Published on October 18, 2005 at 8:17 PM · No Comments

As drogas antipsicósicas Atípicas parecem confer a um risco aumentado pequeno para a morte quando usadas nos povos com demência, concluem uma equipe dos pesquisadores da Faculdade de Medicina de Keck da Universidade da Califórnia do Sul em uma méta-análisis de 15 ensaios clínicos publicados na introdução do 19 de outubro do JAMA: O Jornal de American Medical Association.

Apesar deste risco, diz Lon Schneider, M.D., professor de psiquiatria, de neurologia, e de gerontologia na Escola de Keck e na Escola de USC Andrus da necessidade da Gerontologia, dos médicos, das famílias e dos pacientes de manter-se na mente que a psicose própria é muito um assunto importante na demência. A “Agressão, as alucinação e as desilusão em pacientes da demência podem igualmente encurtar a vida de um paciente, e resultado no cuidado deficiente e na deterioração rápida,” Schneider diz. “É um problema difícil sem respostas fáceis.”

Conduzido por Schneider, os pesquisadores de USC analisaram os resultados das 15 experimentações--nove de que seja não-publicado--para determinar se havia uma correlação entre o uso destas drogas de segunda geração (os antipsicóticos atípicos) e um risco aumentado para a morte.

Dentro das 15 experimentações, quatro antipsicóticos atípicos diferentes foram avaliados e comparados com o placebo: aripiprazole, olanzapine, quetiapine e risperidone. As experimentações olhadas um total de 3353 pacientes que tomaram os antipsicóticos, assim como 1757 quem tinha sido dado o placebo, e durado em uma média entre 10 e 12 semanas.

Na análise final, mais pacientes que tomam um antipsicótico atípico morreram durante sua experimentação do que fizeram os pacientes que tomam o placebo.
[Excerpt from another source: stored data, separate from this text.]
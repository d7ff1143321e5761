//! Applicability filter for declarative definition entries.
//!
//! Package sets, repositories, actions and environment overrides all carry
//! `releases`/`architectures`/`variants`/`types` lists. An entry applies to a
//! build when its release, architecture and variant lists accept the current
//! values and its `types` list agrees with the image targets the current build
//! stage accepts.

use bitflags::bitflags;
use serde::{Deserialize, Serialize};
use std::fmt;

bitflags! {
    /// Image kinds an evaluation stage accepts entries for.
    #[derive(Debug, Clone, Copy, PartialEq, Eq, Hash)]
    pub struct ImageTarget: u8 {
        const UNDEFINED = 1 << 0;
        const ALL = 1 << 1;
        const CONTAINER = 1 << 2;
        const VM = 1 << 3;
    }
}

impl ImageTarget {
    /// Targets accepted by a build of the given kind: entries without `types`,
    /// entries listing both kinds, and entries for this kind.
    pub fn for_build(kind: TargetType) -> Self {
        ImageTarget::UNDEFINED | ImageTarget::ALL | kind.image_target()
    }
}

/// The concrete kind of artifact a build run produces.
#[derive(Debug, Clone, Copy, PartialEq, Eq, Hash, Default, Serialize, Deserialize)]
#[serde(rename_all = "lowercase")]
pub enum TargetType {
    #[default]
    Container,
    Vm,
}

impl TargetType {
    pub fn as_str(&self) -> &'static str {
        match self {
            TargetType::Container => "container",
            TargetType::Vm => "vm",
        }
    }

    pub fn image_target(&self) -> ImageTarget {
        match self {
            TargetType::Container => ImageTarget::CONTAINER,
            TargetType::Vm => ImageTarget::VM,
        }
    }
}

impl fmt::Display for TargetType {
    fn fmt(&self, f: &mut fmt::Formatter<'_>) -> fmt::Result {
        f.write_str(self.as_str())
    }
}

/// Standalone selection criteria.
///
/// Empty lists match anything for that dimension.
#[derive(Debug, Clone, Default, PartialEq, Eq, Serialize, Deserialize)]
#[serde(deny_unknown_fields)]
pub struct Filter {
    #[serde(default, skip_serializing_if = "Vec::is_empty")]
    pub releases: Vec<String>,
    #[serde(default, skip_serializing_if = "Vec::is_empty")]
    pub architectures: Vec<String>,
    #[serde(default, skip_serializing_if = "Vec::is_empty")]
    pub variants: Vec<String>,
    #[serde(default, skip_serializing_if = "Vec::is_empty")]
    pub types: Vec<TargetType>,
}

/// Anything that carries filter fields.
pub trait Filterable {
    fn releases(&self) -> &[String];
    fn architectures(&self) -> &[String];
    fn variants(&self) -> &[String];
    fn types(&self) -> &[TargetType];
}

/// Implement [`Filterable`] for a struct with `releases`, `architectures`,
/// `variants` and `types` fields.
#[macro_export]
macro_rules! impl_filterable {
    ($($ty:ty),+ $(,)?) => {
        $(
            impl $crate::filter::Filterable for $ty {
                fn releases(&self) -> &[String] {
                    &self.releases
                }
                fn architectures(&self) -> &[String] {
                    &self.architectures
                }
                fn variants(&self) -> &[String] {
                    &self.variants
                }
                fn types(&self) -> &[$crate::filter::TargetType] {
                    &self.types
                }
            }
        )+
    };
}

impl_filterable!(Filter);

/// The build-side values an entry is matched against.
#[derive(Debug, Clone, Copy)]
pub struct BuildSelector<'a> {
    pub release: &'a str,
    pub architecture: &'a str,
    pub variant: &'a str,
    pub target_type: TargetType,
}

impl BuildSelector<'_> {
    pub fn accepts<F: Filterable + ?Sized>(&self, entry: &F, accepted: ImageTarget) -> bool {
        matches(
            entry,
            self.release,
            self.architecture,
            self.variant,
            self.target_type,
            accepted,
        )
    }
}

/// Decide whether `entry` applies to the current build.
pub fn matches<F: Filterable + ?Sized>(
    entry: &F,
    release: &str,
    architecture: &str,
    variant: &str,
    target_type: TargetType,
    accepted: ImageTarget,
) -> bool {
    if !accepts_value(entry.releases(), release)
        || !accepts_value(entry.architectures(), architecture)
        || !accepts_value(entry.variants(), variant)
    {
        return false;
    }

    let types = entry.types();
    let concrete = ImageTarget::CONTAINER | ImageTarget::VM;

    if types.is_empty() {
        return !accepted.intersects(concrete) || accepted.contains(ImageTarget::UNDEFINED);
    }

    let lists = |kind: TargetType| types.contains(&kind);

    if accepted.contains(ImageTarget::ALL)
        && lists(TargetType::Container)
        && lists(TargetType::Vm)
    {
        return true;
    }

    if accepted.contains(ImageTarget::CONTAINER)
        && target_type == TargetType::Container
        && lists(TargetType::Container)
    {
        return true;
    }

    accepted.contains(ImageTarget::VM) && target_type == TargetType::Vm && lists(TargetType::Vm)
}

fn accepts_value(allowed: &[String], value: &str) -> bool {
    allowed.is_empty() || allowed.iter().any(|v| v == value)
}
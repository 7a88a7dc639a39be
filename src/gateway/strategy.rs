//! Fetch Strategies
//!
//! The two ways an intercepted request is served against its cache space.
//! Cache-first never surfaces a failure (worst case is a synthetic 408);
//! network-first propagates the fetch error only when there is no stored
//! match to show instead.

use std::sync::atomic::{AtomicU64, Ordering};

use serde::Serialize;
use tracing::{debug, warn};

use super::spaces::{request_key, ResponseSnapshot, Space};
use super::upstream::{OutboundRequest, Upstream};
use crate::error::Result;
use crate::store::CacheDb;

// == Cache First ==
/// Serve from the space when a match exists; otherwise fetch, store when
/// cacheable, and return. Returns a synthetic 408 when the network fails
/// and nothing is stored, so callers always receive a response.
///
/// A stored match is returned as-is: no freshness check, no background
/// revalidation.
pub async fn cache_first(
    db: &CacheDb,
    upstream: &dyn Upstream,
    space: Space,
    request: &OutboundRequest,
    stats: &GatewayStats,
) -> ResponseSnapshot {
    let key = request_key(&request.method, &request.url);

    match db.get_response(space, &key).await {
        Ok(Some(stored)) => {
            stats.record_cache_hit();
            return stored;
        }
        Ok(None) => {}
        Err(err) => {
            warn!(space = space.name(), %err, "space read failed, treating as miss");
        }
    }
    stats.record_cache_miss();

    if !is_http(request) {
        // Unstorable scheme: fetch and relay without caching.
        return match upstream.fetch(request).await {
            Ok(fetched) => fetched,
            Err(err) => {
                stats.record_network_failure();
                debug!(%err, "fetch failed for non-HTTP scheme");
                ResponseSnapshot::network_error()
            }
        };
    }

    match upstream.fetch(request).await {
        Ok(fetched) => {
            store_if_cacheable(db, space, &key, &fetched).await;
            fetched
        }
        Err(err) => {
            stats.record_network_failure();
            debug!(space = space.name(), %err, "fetch failed with empty cache");
            ResponseSnapshot::network_error()
        }
    }
}

// == Network First ==
/// Fetch first, storing the answer when cacheable; fall back to the stored
/// match on failure. When network and cache both come up empty this is the
/// one path that propagates the fetch error, unchanged.
pub async fn network_first(
    db: &CacheDb,
    upstream: &dyn Upstream,
    space: Space,
    request: &OutboundRequest,
    stats: &GatewayStats,
) -> Result<ResponseSnapshot> {
    if !is_http(request) {
        return upstream.fetch(request).await;
    }

    let key = request_key(&request.method, &request.url);

    match upstream.fetch(request).await {
        Ok(fetched) => {
            store_if_cacheable(db, space, &key, &fetched).await;
            Ok(fetched)
        }
        Err(err) => {
            stats.record_network_failure();
            match db.get_response(space, &key).await {
                Ok(Some(stored)) => {
                    stats.record_cache_hit();
                    Ok(stored)
                }
                Ok(None) => {
                    stats.record_cache_miss();
                    Err(err)
                }
                Err(store_err) => {
                    warn!(space = space.name(), %store_err, "fallback read failed");
                    stats.record_cache_miss();
                    Err(err)
                }
            }
        }
    }
}

fn is_http(request: &OutboundRequest) -> bool {
    matches!(request.url.scheme(), "http" | "https")
}

async fn store_if_cacheable(db: &CacheDb, space: Space, key: &str, snapshot: &ResponseSnapshot) {
    if !snapshot.is_cacheable() {
        return;
    }
    if let Err(err) = db.put_response(space, key, snapshot).await {
        // Quota and similar storage failures never surface to the caller.
        warn!(space = space.name(), %err, "failed to store response");
    }
}

// == Gateway Stats ==
/// Counters for how intercepted requests were served.
#[derive(Debug, Default)]
pub struct GatewayStats {
    cache_hits: AtomicU64,
    cache_misses: AtomicU64,
    network_failures: AtomicU64,
}

impl GatewayStats {
    pub fn new() -> Self {
        Self::default()
    }

    pub fn record_cache_hit(&self) {
        self.cache_hits.fetch_add(1, Ordering::Relaxed);
    }

    pub fn record_cache_miss(&self) {
        self.cache_misses.fetch_add(1, Ordering::Relaxed);
    }

    pub fn record_network_failure(&self) {
        self.network_failures.fetch_add(1, Ordering::Relaxed);
    }

    /// Point-in-time copy of the counters.
    pub fn snapshot(&self) -> GatewayStatsSnapshot {
        GatewayStatsSnapshot {
            cache_hits: self.cache_hits.load(Ordering::Relaxed),
            cache_misses: self.cache_misses.load(Ordering::Relaxed),
            network_failures: self.network_failures.load(Ordering::Relaxed),
        }
    }
}

/// Serializable view of the counters for the stats endpoint.
#[derive(Debug, Clone, Serialize)]
pub struct GatewayStatsSnapshot {
    pub cache_hits: u64,
    pub cache_misses: u64,
    pub network_failures: u64,
}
Havia 118 mortes associadas com os antipsicóticos atípicos (3,5 por cento do braço da droga das experimentações) contra 40 mortes associadas com o placebo (2,3 por cento do braço do placebo das experimentações). A diferença entre aqueles dois grupos era estatìstica significativa, e conduzido a uma relação das probabilidades da morte em antipsicóticos contra um placebo de 1,54 a 1; ou seja o risco de morte é 1,54 vezes maior para os povos que tomam antipsicóticos do que aqueles que não são. Em somente três dos 15 estudos havia nenhum risco aumentado encontrado para o grupo antipsicósico contra o grupo do placebo.

Quando as drogas específicas foram examinadas individualmente, não havia nenhuma diferença significativa entre o risco conferiu por uma droga sobre outra. E, a nota dos pesquisadores, este aumento no risco “não poderia ter sido reconhecida examinando nenhuma experimentação individual. Os eventos eram demasiado escassos e as experimentações demasiado pequenas poder avaliar significativa para uma resposta de dose que pudesse fazer a atribuição que obriga.”

Os resultados desta méta-análisis concordam com um advisory da saúde de Food and Drug Administration De abril de 2005 que indique que havia “aproximadamente um aumento da dobra 1.6Ð1.7 na mortalidade” nos estudos destas drogas, com o mais devido aos efeitos coração-relacionados como a parada cardíaca ou à morte súbita, ou infecções tais como a pneumonia.